(Beginning of Extracted data)

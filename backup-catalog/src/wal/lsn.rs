//! Write-ahead log positions.

use crate::utils::errors::CatalogError;
use crate::wal::segment::SegmentNo;
use serde::{Deserialize, Serialize};
use std::fmt;
use std::str::FromStr;

/// A position in the write-ahead log, written as `HI/LO` in upper-case hex.
#[derive(Debug, Clone, Copy, PartialEq, Eq, PartialOrd, Ord, Hash, Default, Serialize, Deserialize)]
#[serde(try_from = "String", into = "String")]
pub struct Lsn(pub u64);

impl Lsn {
    /// Sequence number of the segment holding this position.
    pub fn segment_no(self, segment_size: u64) -> SegmentNo {
        self.0 / segment_size
    }
}

impl fmt::Display for Lsn {
    fn fmt(&self, f: &mut fmt::Formatter<'_>) -> fmt::Result {
        write!(f, "{:X}/{:X}", self.0 >> 32, self.0 & 0xFFFF_FFFF)
    }
}

impl FromStr for Lsn {
    type Err = CatalogError;

    fn from_str(s: &str) -> Result<Self, Self::Err> {
        let invalid = || CatalogError::InvalidLsn(s.to_string());
        let (hi, lo) = s.trim().split_once('/').ok_or_else(invalid)?;
        let hi = u32::from_str_radix(hi, 16).map_err(|_| invalid())?;
        let lo = u32::from_str_radix(lo, 16).map_err(|_| invalid())?;
        Ok(Lsn((u64::from(hi) << 32) | u64::from(lo)))
    }
}

impl TryFrom<String> for Lsn {
    type Error = CatalogError;

    fn try_from(value: String) -> Result<Self, Self::Error> {
        value.parse()
    }
}

impl From<Lsn> for String {
    fn from(lsn: Lsn) -> Self {
        lsn.to_string()
    }
}
//! Read-only status projection.

use crate::catalog::backup::{Backup, BackupId, BackupMode, BackupStatus};
use crate::utils::errors::{CatalogError, Result};
use crate::wal::lsn::Lsn;
use crate::wal::timeline::TimelineId;
use chrono::{DateTime, Utc};
use serde::Serialize;

#[derive(Debug, Clone, PartialEq, Serialize)]
#[serde(rename_all = "kebab-case")]
pub struct BackupStatusRow {
    pub id: BackupId,
    pub backup_mode: Option<BackupMode>,
    pub status: BackupStatus,
    #[serde(skip_serializing_if = "Option::is_none")]
    pub parent_backup_id: Option<BackupId>,
    pub timeline_id: Option<TimelineId>,
    pub start_lsn: Option<Lsn>,
    pub stop_lsn: Option<Lsn>,
    pub start_time: DateTime<Utc>,
}

impl From<&Backup> for BackupStatusRow {
    fn from(backup: &Backup) -> Self {
        Self {
            id: backup.id,
            backup_mode: backup.mode,
            status: backup.status,
            parent_backup_id: backup.parent_backup_id,
            timeline_id: backup.timeline,
            start_lsn: backup.start_lsn,
            stop_lsn: backup.stop_lsn,
            start_time: backup.start_time,
        }
    }
}

/// Rows for `backups`, newest first, optionally restricted to one backup.
pub fn show(backups: &[Backup], id: Option<BackupId>) -> Result<Vec<BackupStatusRow>> {
    let mut rows: Vec<BackupStatusRow> = backups
        .iter()
        .filter(|b| id.map_or(true, |id| b.id == id))
        .map(BackupStatusRow::from)
        .collect();

    if let Some(id) = id {
        if rows.is_empty() {
            return Err(CatalogError::NotFound(id));
        }
    }

    rows.sort_by(|a, b| b.start_time.cmp(&a.start_time).then(b.id.cmp(&a.id)));
    Ok(rows)
}

/// Plain-text table for operators.
pub fn render_table(rows: &[BackupStatusRow]) -> String {
    const HEADER: [&str; 8] = ["ID", "Mode", "Status", "Parent", "TLI", "Start LSN", "Stop LSN", "Start time"];

    let cells: Vec<[String; 8]> = rows
        .iter()
        .map(|row| {
            [
                row.id.to_string(),
                row.backup_mode.map_or_else(|| "----".to_string(), |m| m.to_string()),
                row.status.to_string(),
                row.parent_backup_id.map_or_else(String::new, |p| p.to_string()),
                row.timeline_id.map_or_else(String::new, |t| t.to_string()),
                row.start_lsn.map_or_else(String::new, |l| l.to_string()),
                row.stop_lsn.map_or_else(String::new, |l| l.to_string()),
                row.start_time.format("%Y-%m-%d %H:%M:%S%:z").to_string(),
            ]
        })
        .collect();

    let mut widths = HEADER.map(str::len);
    for row in &cells {
        for (width, cell) in widths.iter_mut().zip(row) {
            *width = (*width).max(cell.len());
        }
    }

    let mut out = String::new();
    let mut line = |fields: &[&str]| {
        let joined: Vec<String> = fields
            .iter()
            .zip(widths)
            .map(|(field, width)| format!("{:<width$}", field, width = width))
            .collect();
        out.push_str(joined.join("  ").trim_end());
        out.push('\n');
    };

    line(&HEADER);
    for row in &cells {
        let fields: Vec<&str> = row.iter().map(String::as_str).collect();
        line(&fields);
    }
    out
}

#[cfg(test)]
mod tests {
    use super::*;

    fn backups() -> Vec<Backup> {
        let full = BackupId::from_secs(1_700_000_000);
        vec![
            Backup::new(full, BackupMode::Full, 1, Lsn(0x0200_0028)).completed(Lsn(0x0200_0100)),
            Backup::new(BackupId::from_secs(1_700_000_600), BackupMode::Page, 1, Lsn(0x0400_0028))
                .with_parent(full)
                .with_status(BackupStatus::Error),
            Backup::corrupt(BackupId::from_secs(1_700_000_300), None),
        ]
    }

    #[test]
    fn test_show_orders_newest_first() {
        let rows = show(&backups(), None).unwrap();
        let ids: Vec<String> = rows.iter().map(|r| r.id.to_string()).collect();
        assert_eq!(ids, vec!["S44WUW", "S44WMK", "S44WE8"]);
        assert_eq!(rows[0].parent_backup_id, Some(BackupId::from_secs(1_700_000_000)));
        assert_eq!(rows[1].status, BackupStatus::Corrupt);
    }

    #[test]
    fn test_show_single_backup() {
        let id = BackupId::from_secs(1_700_000_000);
        let rows = show(&backups(), Some(id)).unwrap();
        assert_eq!(rows.len(), 1);
        assert_eq!(rows[0].backup_mode, Some(BackupMode::Full));

        assert!(matches!(
            show(&backups(), Some(BackupId::from_secs(1))),
            Err(CatalogError::NotFound(_))
        ));
    }

    #[test]
    fn test_rows_serialize_with_kebab_case_keys() {
        let rows = show(&backups(), None).unwrap();
        let json = serde_json::to_value(&rows).unwrap();

        assert_eq!(json[0]["backup-mode"], "PAGE");
        assert_eq!(json[0]["parent-backup-id"], "S44WE8");
        assert_eq!(json[0]["start-lsn"], "0/4000028");
        assert!(json[2].get("parent-backup-id").is_none());
    }

    #[test]
    fn test_render_table() {
        let table = render_table(&show(&backups(), None).unwrap());
        let lines: Vec<&str> = table.lines().collect();

        assert_eq!(lines.len(), 4);
        assert!(lines[0].starts_with("ID"));
        assert!(lines[1].contains("ERROR"));
        assert!(lines[2].contains("CORRUPT"));
        assert!(lines[2].contains("----"));
    }
}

(End of Extracted data)

» Exercise
Copy the lines of the data above exactly as written, beginning with the line containing "impl From<Lsn> for" and ending with the line containing "use serde::Serialize;", and leave out all other lines.

» Solution to this task
impl From<Lsn> for String {
    fn from(lsn: Lsn) -> Self {
        lsn.to_string()
    }
}
//! Read-only status projection.

use crate::catalog::backup::{Backup, BackupId, BackupMode, BackupStatus};
use crate::utils::errors::{CatalogError, Result};
use crate::wal::lsn::Lsn;
use crate::wal::timeline::TimelineId;
use chrono::{DateTime, Utc};
use serde::Serialize;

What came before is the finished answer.